**YOUR GOAL**: In the records below, find the line that contains "let snapshot: Self" and the line that contains "pub fn with(mut", then retype exactly those two lines and every line between them.

***

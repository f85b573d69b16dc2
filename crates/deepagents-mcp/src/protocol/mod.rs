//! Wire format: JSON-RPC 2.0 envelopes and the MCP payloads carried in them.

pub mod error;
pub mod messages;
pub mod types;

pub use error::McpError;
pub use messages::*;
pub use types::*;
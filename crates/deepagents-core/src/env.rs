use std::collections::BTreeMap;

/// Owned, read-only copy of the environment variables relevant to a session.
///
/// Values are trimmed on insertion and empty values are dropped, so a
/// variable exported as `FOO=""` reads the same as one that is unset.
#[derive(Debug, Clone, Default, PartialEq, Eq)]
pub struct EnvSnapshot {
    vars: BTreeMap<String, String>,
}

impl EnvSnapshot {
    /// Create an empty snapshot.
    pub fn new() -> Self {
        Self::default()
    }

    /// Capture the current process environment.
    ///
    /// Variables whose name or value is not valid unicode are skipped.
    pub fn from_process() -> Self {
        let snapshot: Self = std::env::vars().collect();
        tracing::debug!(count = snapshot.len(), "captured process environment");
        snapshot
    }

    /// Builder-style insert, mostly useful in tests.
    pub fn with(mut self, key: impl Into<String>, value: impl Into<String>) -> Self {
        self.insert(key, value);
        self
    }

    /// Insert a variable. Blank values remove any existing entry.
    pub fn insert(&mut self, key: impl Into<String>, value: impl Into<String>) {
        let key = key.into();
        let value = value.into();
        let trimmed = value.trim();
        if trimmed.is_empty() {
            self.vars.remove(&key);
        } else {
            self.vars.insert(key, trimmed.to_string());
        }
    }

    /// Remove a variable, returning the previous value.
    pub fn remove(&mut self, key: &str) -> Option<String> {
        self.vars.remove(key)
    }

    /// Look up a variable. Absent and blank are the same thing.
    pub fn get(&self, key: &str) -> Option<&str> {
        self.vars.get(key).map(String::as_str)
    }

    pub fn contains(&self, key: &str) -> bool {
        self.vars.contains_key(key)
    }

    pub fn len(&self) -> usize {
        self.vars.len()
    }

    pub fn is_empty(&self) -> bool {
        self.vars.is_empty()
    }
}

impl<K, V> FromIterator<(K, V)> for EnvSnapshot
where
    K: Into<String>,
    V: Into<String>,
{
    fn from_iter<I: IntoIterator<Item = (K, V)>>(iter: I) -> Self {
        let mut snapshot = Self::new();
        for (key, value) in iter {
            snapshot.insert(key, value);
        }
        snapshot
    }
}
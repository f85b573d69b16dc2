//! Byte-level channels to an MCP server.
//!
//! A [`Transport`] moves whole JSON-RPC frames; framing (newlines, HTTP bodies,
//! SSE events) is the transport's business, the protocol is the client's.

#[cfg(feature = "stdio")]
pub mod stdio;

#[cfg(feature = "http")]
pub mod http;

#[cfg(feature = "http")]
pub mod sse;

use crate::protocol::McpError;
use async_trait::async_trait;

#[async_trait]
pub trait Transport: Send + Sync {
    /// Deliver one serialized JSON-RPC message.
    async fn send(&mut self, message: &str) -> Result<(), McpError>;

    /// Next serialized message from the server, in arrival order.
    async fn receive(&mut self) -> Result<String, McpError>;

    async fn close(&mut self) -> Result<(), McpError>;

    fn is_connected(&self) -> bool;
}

***

**WRITTEN SOLUTION**:
        let snapshot: Self = std::env::vars().collect();
        tracing::debug!(count = snapshot.len(), "captured process environment");
        snapshot
    }

    /// Builder-style insert, mostly useful in tests.
    pub fn with(mut self, key: impl Into<String>, value: impl Into<String>) -> Self {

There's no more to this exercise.